How to Create a DPDP-Compliant Cookie Consent Banner

If you've ever opened your browser's DevTools, navigated to the Application tab, and looked at the cookies your site drops on first load, you've probably seen a list that's longer than you expected. Session IDs. Analytics trackers. Ad retargeting pixels. Third-party widgets that inject their own cookies before your page even finishes rendering.

Under the DPDP Act 2023, every one of those cookies that collects or processes personal data now needs explicit, informed, opt-in consent from your users before it fires. Not after. Not alongside. Before.
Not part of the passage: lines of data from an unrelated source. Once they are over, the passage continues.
//! Header tokens.
//!
//! One single-line metadata token per bundled document: role, sequence,
//! day offset. Shaped like the system's other bracketed tokens so the
//! leak scanner ignores it, and carrying zero PHI.

use crate::error::{BundleError, Result};
use ns_temporal::format_offset;
use once_cell::sync::Lazy;
use regex::Regex;
use serde::{Deserialize, Serialize};

static HEADER: Lazy<Regex> =
    Lazy::new(|| Regex::new(r"^\[([A-Z][A-Z0-9 _-]*)/(\d+): T([+-])(\d+) DAYS\]$").unwrap());

/// Non-PHI metadata token prefixed to each bundled document.
#[derive(Debug, Clone, PartialEq, Eq, Serialize, Deserialize)]
pub struct HeaderToken {
    /// Document role (e.g. "operative note"). Rendered uppercase.
    pub role: String,

    /// Position within the bundle; unique, starts at 1.
    pub sequence: u32,

    /// Signed day offset from the bundle anchor.
    pub offset_days: i64,
}

impl HeaderToken {
    /// Build a token, validating role and sequence.
    pub fn new(role: impl Into<String>, sequence: u32, offset_days: i64) -> Result<Self> {
        let role = role.into();
        if role.trim().is_empty() {
            return Err(BundleError::EmptyRole);
        }
        if sequence == 0 {
            return Err(BundleError::ZeroSequence);
        }
        Ok(HeaderToken {
            role,
            sequence,
            offset_days,
        })
    }

    /// Render the single-line token, e.g. `[OPERATIVE NOTE/2: T+30 DAYS]`.
    pub fn render(&self) -> String {
        format!(
            "[{}/{}: {} DAYS]",
            self.role.trim().to_uppercase(),
            self.sequence,
            format_offset(self.offset_days)
        )
    }

    /// Parse a rendered token back into its fields.
    pub fn parse(line: &str) -> Option<Self> {
        let caps = HEADER.captures(line.trim())?;
        let role = caps[1].to_string();
        let sequence: u32 = caps[2].parse().ok()?;
        if sequence == 0 {
            return None;
        }
        let magnitude: i64 = caps[4].parse().ok()?;
        let offset_days = if &caps[3] == "-" { -magnitude } else { magnitude };
        Some(HeaderToken {
            role,
            sequence,
            offset_days,
        })
    }
}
The Act does not mention the word "cookie" anywhere in its text. But it does not need to. Cookies collect IP addresses, device identifiers, browsing behaviour, and user preferences. All of that qualifies as personal data under Section 2(t) of the DPDP Act. And once something is personal data, the entire consent framework of Sections 5, 6, and 7 applies to it.
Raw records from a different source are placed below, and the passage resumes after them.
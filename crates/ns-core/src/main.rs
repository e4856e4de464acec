//! notescrub: PHI detection, redaction, and zero-knowledge temporal
//! tokenization for clinical note text.

use clap::{Args, Parser, Subcommand};
use ns_core::{
    assemble_bundle, parse_date, run_detection, scan_for_leaks, DocumentSpec, MergeMode,
    MergePolicy, RedactionOptions, TemporalAnchor,
};
use serde::Deserialize;
use std::io::Read;
use std::path::PathBuf;
use std::process::ExitCode;
use tracing::warn;

/// Clinical note PHI redaction.
#[derive(Parser)]
#[command(name = "notescrub")]
#[command(author, version, about, long_about = None)]
struct Cli {
    #[command(subcommand)]
    command: Commands,
}

/// Merge policy flags shared by detection commands.
#[derive(Args, Debug, Clone)]
struct PolicyOpts {
    /// How to combine detector outputs
    #[arg(long, value_enum, default_value_t = MergeMode::Union)]
    merge_mode: MergeMode,

    /// Drop machine spans below this confidence
    #[arg(long, default_value_t = 0.5)]
    confidence_threshold: f64,

    /// Leave provider/clinician names unredacted
    #[arg(long, env = "NOTESCRUB_PROTECT_PROVIDERS")]
    protect_providers: bool,
}

impl PolicyOpts {
    fn to_policy(&self) -> MergePolicy {
        MergePolicy::new(self.merge_mode)
            .with_confidence_threshold(self.confidence_threshold)
            .with_protect_providers(self.protect_providers)
    }
}

#[derive(Subcommand)]
enum Commands {
    /// Detect and redact PHI in a note
    Redact {
        /// Input file, or '-' for stdin
        input: String,

        /// Anchor date (e.g. 2024-06-01); enables relative-offset date
        /// tokens
        #[arg(long)]
        anchor: Option<String>,

        #[command(flatten)]
        policy: PolicyOpts,
    },

    /// Print detected spans as JSON
    Spans {
        /// Input file, or '-' for stdin
        input: String,

        #[command(flatten)]
        policy: PolicyOpts,
    },

    /// Leak-scan text; exits non-zero when residual dates remain
    Scan {
        /// Input file, or '-' for stdin
        input: String,
    },

    /// Assemble a multi-document bundle from a JSON spec
    Bundle {
        /// Spec file: {"anchor_date": ..., "documents": [...]}
        spec: PathBuf,

        #[command(flatten)]
        policy: PolicyOpts,
    },
}

#[derive(Debug, Deserialize)]
struct BundleSpecFile {
    anchor_date: String,
    documents: Vec<DocumentSpec>,
}

fn main() -> ExitCode {
    tracing_subscriber::fmt()
        .with_env_filter(tracing_subscriber::EnvFilter::from_default_env())
        .with_writer(std::io::stderr)
        .init();

    let cli = Cli::parse();
    match run(cli) {
        Ok(code) => code,
        Err(err) => {
            eprintln!("error: {err}");
            ExitCode::FAILURE
        }
    }
}

fn run(cli: Cli) -> Result<ExitCode, Box<dyn std::error::Error>> {
    match cli.command {
        Commands::Redact {
            input,
            anchor,
            policy,
        } => {
            let text = read_input(&input)?;
            let options = match anchor {
                Some(raw) => {
                    let parsed = parse_date(&raw);
                    let date = parsed.date.ok_or_else(|| {
                        format!(
                            "invalid anchor date '{}': {}",
                            raw,
                            parsed.warning.unwrap_or_default()
                        )
                    })?;
                    RedactionOptions::anchored(TemporalAnchor::new(date))
                }
                None => RedactionOptions::generic(),
            };
            let mut session = run_detection(&text, policy.to_policy());
            let outcome = session.finalize_and_redact(&options);
            for warning in &outcome.warnings {
                warn!(span = %warning.id, label = %warning.label, "{}", warning.message);
            }
            println!("{}", outcome.text);
            Ok(ExitCode::SUCCESS)
        }

        Commands::Spans { input, policy } => {
            let text = read_input(&input)?;
            let session = run_detection(&text, policy.to_policy());
            println!("{}", serde_json::to_string_pretty(session.spans())?);
            Ok(ExitCode::SUCCESS)
        }

        Commands::Scan { input } => {
            let text = read_input(&input)?;
            let result = scan_for_leaks(&text);
            println!("{}", serde_json::to_string_pretty(&result)?);
            if result.is_clean() {
                Ok(ExitCode::SUCCESS)
            } else {
                Ok(ExitCode::FAILURE)
            }
        }

        Commands::Bundle { spec, policy } => {
            let raw = std::fs::read_to_string(&spec)?;
            let spec_file: BundleSpecFile = serde_json::from_str(&raw)?;
            let bundle =
                assemble_bundle(spec_file.documents, &spec_file.anchor_date, &policy.to_policy())?;
            println!("{}", serde_json::to_string_pretty(&bundle)?);
            Ok(ExitCode::SUCCESS)
        }
    }
}

fn read_input(input: &str) -> std::io::Result<String> {
    if input == "-" {
        let mut buf = String::new();
        std::io::stdin().read_to_string(&mut buf)?;
        Ok(buf)
    } else {
        std::fs::read_to_string(input)
    }
}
This post walks through how to build a cookie consent banner that actually satisfies those requirements, from classifying your cookies to implementing a consent mechanism that holds up to regulatory scrutiny.

Key Takeaways

• The DPDP Act 2023 requires opt-in consent for any cookie that collects or processes personal data. Pre-ticked boxes, implied consent from continued browsing, and "accept all" as the only option are non-compliant.
• Essential cookies required for basic site functionality may qualify as "legitimate uses" under Section 7 of the DPDP Act and can fire without consent. Analytics, advertising, and personalisation cookies cannot.
• A compliant banner must provide granular category-level controls, clear purpose descriptions, and a withdrawal mechanism that is as easy to use as the original consent action.
• Consent records (who consented, to what, when, and how) must be logged and retained. These records are your proof of compliance during a DPBI audit.
• As of February 2026, the DPDP Rules 2025 do not prescribe a specific banner design. The requirements are functional: informed notice, affirmative action, granularity, and withdrawal capability.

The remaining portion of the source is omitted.